Take, for example, the ever-crowded beer selection at your local grocery store. It can feel pretty intimidating. As a consumer, odds are that you’ve probably never heard of, let alone tasted, over 70% of the beers looking back at you. But this lack of bias is exactly what makes good branding all the more essential. One brewer who I’ve seen take this insight to heart is Uinta, a Utah-based craft brewer. With just one look at their packaging, one feels the vibe that the brewery offers its consumers. Bold, illustrative imagery of the great outdoors makes me picture fun activities such as hiking, fishing or camping during which Uinta would be most enjoyed. But what truly separates Uinta from other competing beer brands is its portfolio, which offers a consistent visual voice while never losing sight of each beer’s individual brand story.
This shift in consumer preference for richer brand storytelling has not gone unnoticed amongst macro brewers. Beer giants like Budweiser, Miller and Busch have all recently updated their brands to compete with craft brewers like Uinta that are now considered a real threat. Each macro brewer has taken a different approach to address this new challenge.
Budweiser has chosen to keep its classic packaging and double down on its existing brand story by promoting macro beer that is “Brewed the hard way.” This was best exemplified by its Super Bowl ad, which chided craft beer drinkers and brewers alike with the phrase, “Let them sip their pumpkin peach ale, we’ll be brewing us some golden suds.” By identifying itself as the tried-and-true, classic beverage choice, Budweiser has, in essence, given its consumer base a more personal narrative to identify with.
To better compete with dynamic craft brands, Miller and Busch have also taken steps to make their brands feel more personal to consumers. Miller, which has experienced declining sales since 2009, recently saw a significant boost after redesigning its packaging to leverage the brand’s heritage more effectively. Its nostalgic packaging appeals particularly to millennial consumers, who are known to appreciate stories with more depth and authenticity. According to Ryan Reis, senior director for Miller’s family of brands, the packaging has even had a psychological effect on consumers, with some claiming, “I think the beer even tastes better.”
And similar to Uinta, Busch has redesigned its packaging to appeal to certain consumers’ unique lifestyles. This can be seen through its limited edition cans, which cater to its blue collar demographic by depicting activities such as hunting and fishing. In this way, Busch is giving its brand a more humanized personality while also inviting consumers to interact with the brand in new ways.

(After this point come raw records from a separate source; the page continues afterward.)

use serde::{Deserialize, Serialize};
use std::fmt;

/// A gateway endpoint: an absolute URL with no path or query that the core
/// preserves. Immutable once constructed.
#[derive(Debug, Clone, PartialEq, Eq, Hash, Serialize, Deserialize)]
pub struct Gateway {
    url: String,
}

impl Gateway {
    /// Parse and normalize an absolute gateway URL (scheme + host [+ port]).
    pub fn parse(url: &str) -> Result<Self, String> {
        let parsed = url::Url::parse(url).map_err(|e| format!("invalid gateway url {url}: {e}"))?;
        if parsed.host_str().is_none() {
            return Err(format!("gateway url has no host: {url}"));
        }
        let mut normalized = format!("{}://{}", parsed.scheme(), parsed.host_str().unwrap());
        if let Some(port) = parsed.port() {
            normalized.push(':');
            normalized.push_str(&port.to_string());
        }
        Ok(Self { url: normalized })
    }

    pub fn as_str(&self) -> &str {
        &self.url
    }

    pub fn host(&self) -> &str {
        self.url
            .splitn(2, "://")
            .nth(1)
            .unwrap_or(&self.url)
            .split(':')
            .next()
            .unwrap_or("")
    }

    /// Build a request URL against this gateway for `path`, optionally
    /// prepending `subdomain` to the host (sandbox origin isolation).
    pub fn request_url(&self, subdomain: Option<&str>, path: &str) -> String {
        let scheme = self.url.splitn(2, "://").next().unwrap_or("https");
        let host_and_port = self.url.splitn(2, "://").nth(1).unwrap_or(self.url.as_str());
        let authority = match subdomain {
            Some(sub) if !sub.is_empty() => format!("{sub}.{host_and_port}"),
            _ => host_and_port.to_string(),
        };
        let path = path.trim_start_matches('/');
        if path.is_empty() {
            format!("{scheme}://{authority}")
        } else {
            format!("{scheme}://{authority}/{path}")
        }
    }
}

impl fmt::Display for Gateway {
    fn fmt(&self, f: &mut fmt::Formatter<'_>) -> fmt::Result {
        write!(f, "{}", self.url)
    }
}

#[cfg(test)]
mod tests {
    use super::*;

    #[test]
    fn parses_and_normalizes() {
        let gw = Gateway::parse("https://arweave.net/").unwrap();
        assert_eq!(gw.as_str(), "https://arweave.net");
    }

    #[test]
    fn keeps_explicit_port() {
        let gw = Gateway::parse("http://localhost:1984").unwrap();
        assert_eq!(gw.as_str(), "http://localhost:1984");
        assert_eq!(gw.host(), "localhost");
    }

    #[test]
    fn rejects_hostless_url() {
        assert!(Gateway::parse("file:///etc/passwd").is_err());
    }

    #[test]
    fn request_url_without_subdomain() {
        let gw = Gateway::parse("https://arweave.net").unwrap();
        assert_eq!(
            gw.request_url(None, "abc123"),
            "https://arweave.net/abc123"
        );
    }

    #[test]
    fn request_url_with_subdomain_is_prepended_not_substituted() {
        let gw = Gateway::parse("https://arweave.net").unwrap();
        assert_eq!(
            gw.request_url(Some("sandboxabc"), "index.html"),
            "https://sandboxabc.arweave.net/index.html"
        );
    }

    #[test]
    fn request_url_with_empty_path() {
        let gw = Gateway::parse("https://arweave.net").unwrap();
        assert_eq!(gw.request_url(None, ""), "https://arweave.net");
    }
}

So what can we take away from this growing category? I find it particularly refreshing that small independent companies have the ability to disrupt an entire industry through branding and design. By focusing on good storytelling, craft brewers have pushed their macro competitors to be more creative, take greater risks and start to move away from their decades-old, largely stagnant branding campaigns. I can only hope more companies are inspired to catapult their brands forward by being brave and repositioning their brands to focus on a strong and connected brand story (or “big idea”) that speaks to their consumers on a more personal level.